This is my first attempt at writing to this forum.
Arjay I don't think there is anything wrong with you just because you purchased 3 skeins of wool although must be something wrong with me as yesterday went to our local Big W store to buy some wool that I had preiously seen and walked out without buying it deciding to use some of my stash instead need my head read.


----------



## Viddie (May 20, 2011)

i could use that # if there is one lol


----------



## SAMkewel (Mar 5, 2011)

mama879 said:


> Yarn Happy said:
> 
> 
> > Just think of it as retirement planning. When I retired my stash was too small, now I am on a strick budget and it is hard to buy too much yarn, wish I had saved ahead more yarn for retirement.
> ...


I DID buy ahead for my retirement. The sad truth is that fantastic yarn has become available since that time, and, well, what can I do?

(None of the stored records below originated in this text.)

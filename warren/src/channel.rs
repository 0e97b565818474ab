//! The broker channel collaborator and the lock every broker command is issued under.
//!
//! A channel is not safe for concurrent command issuance, so a [`Queue`](crate::Queue), its
//! subscriptions and the acknowledgement handles of the deliveries share one [`SharedChannel`].
//! Each command takes the lock for the duration of the command only; application callbacks are
//! never invoked while it is held.

use std::fmt;
use std::sync::{Arc, Mutex};

use anyhow::Result;
use log::trace;

use crate::client_error;
use crate::error::ErrorKind;
use crate::message::{Delivery, MessageProperties};
use crate::model::{ConsumerTag, DeliveryTag};
use crate::queue::QueueOptions;

/// Answer of the broker to a queue declaration.
#[derive(Clone, Debug, Default, PartialEq, Eq)]
pub struct QueueDeclareOk {
    pub queue_name: String,
    pub message_count: u32,
    pub consumer_count: u32,
}

/// Receives the deliveries of one `Basic.Consume` registration.
///
/// The broker client calls it from its own delivery thread, in delivery order, and never while
/// the channel lock is held.
pub trait BasicConsumer: Send + Sync {
    /// Handles one delivery. An error is reported back to the broker client.
    fn handle_delivery(&self, delivery: Delivery) -> Result<()>;

    /// The consumer was cancelled, no more deliveries will arrive.
    fn handle_cancel(&self, _consumer_tag: &str) {}
}

/// Commands of an AMQP channel, implemented by the broker client.
pub trait BrokerChannel: Send {
    fn create_properties(&self) -> MessageProperties {
        MessageProperties::default()
    }

    fn basic_publish(
        &mut self,
        exchange: &str,
        routing_key: &str,
        properties: MessageProperties,
        body: Vec<u8>,
    ) -> Result<()>;

    /// Starts consuming the queue and returns the consumer tag the broker assigned.
    fn basic_consume(&mut self, queue: &str, no_ack: bool, consumer: Arc<dyn BasicConsumer>) -> Result<ConsumerTag>;

    fn basic_cancel(&mut self, consumer_tag: &str) -> Result<()>;

    fn basic_ack(&mut self, delivery_tag: DeliveryTag, multiple: bool) -> Result<()>;

    fn basic_nack(&mut self, delivery_tag: DeliveryTag, multiple: bool, requeue: bool) -> Result<()>;

    fn queue_declare(&mut self, queue: &str, options: &QueueOptions) -> Result<QueueDeclareOk>;

    /// Returns the number of purged messages.
    fn queue_purge(&mut self, queue: &str) -> Result<u32>;

    /// Returns the number of messages deleted with the queue.
    fn queue_delete(&mut self, queue: &str, if_unused: bool, if_empty: bool) -> Result<u32>;
}

/// A broker channel together with the mutex which serializes the commands issued on it.
pub struct SharedChannel {
    channel: Mutex<Box<dyn BrokerChannel>>,
}

impl fmt::Debug for SharedChannel {
    fn fmt(&self, f: &mut fmt::Formatter<'_>) -> fmt::Result {
        f.debug_struct("SharedChannel").finish_non_exhaustive()
    }
}

impl SharedChannel {
    pub fn new(channel: impl BrokerChannel + 'static) -> Arc<Self> {
        Arc::new(Self {
            channel: Mutex::new(Box::new(channel)),
        })
    }

    /// Runs one command with the channel lock held.
    fn with<T>(&self, command: impl FnOnce(&mut dyn BrokerChannel) -> Result<T>) -> Result<T> {
        let mut channel = match self.channel.lock() {
            Ok(guard) => guard,
            Err(_) => return client_error!(ErrorKind::Channel, "channel lock is poisoned"),
        };

        command(&mut **channel)
    }

    pub fn create_properties(&self) -> Result<MessageProperties> {
        self.with(|ch| Ok(ch.create_properties()))
    }

    pub fn basic_publish(
        &self,
        exchange: &str,
        routing_key: &str,
        properties: MessageProperties,
        body: Vec<u8>,
    ) -> Result<()> {
        trace!("Basic.Publish exchange={exchange:?} routing_key={routing_key:?} size={}", body.len());

        self.with(|ch| ch.basic_publish(exchange, routing_key, properties, body))
    }

    pub fn basic_consume(&self, queue: &str, no_ack: bool, consumer: Arc<dyn BasicConsumer>) -> Result<ConsumerTag> {
        if queue.is_empty() {
            return client_error!(ErrorKind::ArgumentNull, "queue name is required for consuming");
        }

        trace!("Basic.Consume queue={queue:?} no_ack={no_ack}");

        self.with(|ch| ch.basic_consume(queue, no_ack, consumer))
    }

    pub fn basic_cancel(&self, consumer_tag: &str) -> Result<()> {
        trace!("Basic.Cancel consumer_tag={consumer_tag:?}");

        self.with(|ch| ch.basic_cancel(consumer_tag))
    }

    pub fn basic_ack(&self, delivery_tag: DeliveryTag, multiple: bool) -> Result<()> {
        trace!("Basic.Ack delivery_tag={delivery_tag} multiple={multiple}");

        self.with(|ch| ch.basic_ack(delivery_tag, multiple))
    }

    pub fn basic_nack(&self, delivery_tag: DeliveryTag, multiple: bool, requeue: bool) -> Result<()> {
        trace!("Basic.Nack delivery_tag={delivery_tag} multiple={multiple} requeue={requeue}");

        self.with(|ch| ch.basic_nack(delivery_tag, multiple, requeue))
    }

    pub fn queue_declare(&self, queue: &str, options: &QueueOptions) -> Result<QueueDeclareOk> {
        trace!("Queue.Declare queue={queue:?} {options:?}");

        self.with(|ch| ch.queue_declare(queue, options))
    }

    pub fn queue_purge(&self, queue: &str) -> Result<u32> {
        trace!("Queue.Purge queue={queue:?}");

        self.with(|ch| ch.queue_purge(queue))
    }

    pub fn queue_delete(&self, queue: &str, if_unused: bool, if_empty: bool) -> Result<u32> {
        trace!("Queue.Delete queue={queue:?} if_unused={if_unused} if_empty={if_empty}");

        self.with(|ch| ch.queue_delete(queue, if_unused, if_empty))
    }
}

Would you have me use only dated yarn? Hmmmmm?


----------



## Norma B. (Oct 15, 2012)

knitwitconnie said:


> I knit therefore I am
> I knit therefore I stash.
> I knit, forevermore. Amen.


Actually, I think you've got this saying backwards. I believe it's supposed to be:

I AM therefore I knit. 
And stash. 
And keep on knitting! 
"Here St. Peter---would you just hold my needles while I pull this big wagon load of yarn through the gate? I'll have to go to that other place if I can't bring my stash with me!"

AMEN!


----------



## cjustice (Jan 17, 2013)

I am carol and I too have a yarn addiction. My hubby is definitely an enabler. BUT in my defense, it really does save lives and is less then therapy.


----------



## conch72 (May 11, 2012)

debbietwoneedles said:


> Lol I'm in Montana and we are at 54° today!

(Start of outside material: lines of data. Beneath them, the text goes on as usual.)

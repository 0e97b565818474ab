use std::fmt;
use std::io::Write;
use std::thread;

use env_logger::{Builder, Env};
use log::Level;

/// Filter used when `RUST_LOG` is not set.
const DEFAULT_FILTER: &str = "warren=info";

/// Installs a logger reading the filter from `RUST_LOG`. Calling it more than once is harmless.
///
/// Lines carry the name of the logging thread, so the work of the pull pumps
/// (`warren-pump-<queue>`) can be told apart from the delivery thread of the broker client.
pub fn setup_logger() {
    let _ = Builder::from_env(Env::default().default_filter_or(DEFAULT_FILTER))
        .format(|buf, record| {
            let current = thread::current();

            writeln!(
                buf,
                "{} {}",
                buf.timestamp_millis(),
                log_line(current.name(), record.level(), record.target(), record.args())
            )
        })
        .try_init();
}

fn log_line(thread: Option<&str>, level: Level, target: &str, message: &fmt::Arguments<'_>) -> String {
    format!("[{level:<5}] <{}> {target}: {message}", thread.unwrap_or("unnamed"))
}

Seriously? In NJ it's in the teens and single digits!! Maybe we will get those 50s this weekend or next week.


----------



## conch72 (May 11, 2012)

SAMkewel said:


> mama879 said:
> 
> 
> > Yarn Happy said:
> ...


It is written: One must acquire fresh yarn.


----------



## lizmaxwell (Jul 23, 2011)

Sign me up too.......


----------



## ruthann1942 (Jan 24, 2013)

hello all - I am new here - My mother lived with me and she passed away in July so my last few months have been taking care of her and then recuperating and dealing with all the legal stuff. Last winter (2012) I started a pair of socks - didn't know what I was doing but was determined. Had to rip 2/3 of the 1st sock out and start over from there. Now I am determined to finish. I am 3/4 done with the 1st sock - after watching a number of videos on how to do the heel (I got the idea here to watch videos to learn) It has a couple places that I made mistakes but I figure its my first pair and its a learning thing. Next pair will do better. Think I am already addicted to knitting socks.


----------



## ruthann1942 (Jan 24, 2013)

hello all - I am new here - My mother lived with me and she passed away in July so my last few months have been taking care of her and then recuperating and dealing with all the legal stuff. Last winter (2012) I started a pair of socks - didn't know what I was doing but was determined. Had to rip 2/3 of the 1st sock out and start over from there. Now I am determined to finish. I am 3/4 done with the 1st sock - after watching a number of videos on how to do the heel (I got the idea here to watch videos to learn) It has a couple places that I made mistakes but I figure its my first pair and its a learning thing. Next pair will do better. Think I am already addicted to knitting socks.


----------



## sunnybutterfly (May 15, 2011)

Kathy Capral said:


> Yarn Happy said:
> 
> 
> > Just think of it as retirement planning. When I retired my stash was too small, now I am on a strick budget and it is hard to buy too much yarn, wish I had saved ahead more yarn for retirement.
> ...


Oh me too!! I threw away so much lovely yarn and fabric when I moved house.  I didn't realise that I was seriously depressed and it was just part of the illness. Now I want it all back. Too late!!!


----------



## Peggyd (Oct 8, 2012)

Hi Ruthann 1942,
So sorry to hear about your Mother. God Bless you.
You will love it here. I have read a lot of posts about yarn stash stories. I have laughed out loud every time I read the posts. Very funny and good for you.
Welcome aboard. I joined in October and look forward to reading the posts. After reading my Bible of course 
These ladies are very helpful 
Blessings,
Peggyd


----------



## Peggyd (Oct 8, 2012)

Hi Ruthann 1942,
So sorry to hear about your Mother. God Bless you.
You will love it here. I have read a lot of posts about yarn stash stories. I have laughed out loud every time I read the posts. Very funny and good for you.
Welcome aboard. I joined in October and look forward to reading the posts. After reading my Bible of course 
These ladies are very helpful 
Blessings,
Peggyd


----------



## Norma B. (Oct 15, 2012)

ruthann1942 said:


> hello all - I am new here - My mother lived with me and she passed away in July so my last few months have been taking care of her and then recuperating and dealing with all the legal stuff. Last winter (2012) I started a pair of socks - didn't know what I was doing but was determined. Had to rip 2/3 of the 1st sock out and start over from there. Now I am determined to finish. I am 3/4 done with the 1st sock - after watching a number of videos on how to do the heel (I got the idea here to watch videos to learn) It has a couple places that I made mistakes but I figure its my first pair and its a learning thing. Next pair will do better. Think I am already addicted to knitting socks.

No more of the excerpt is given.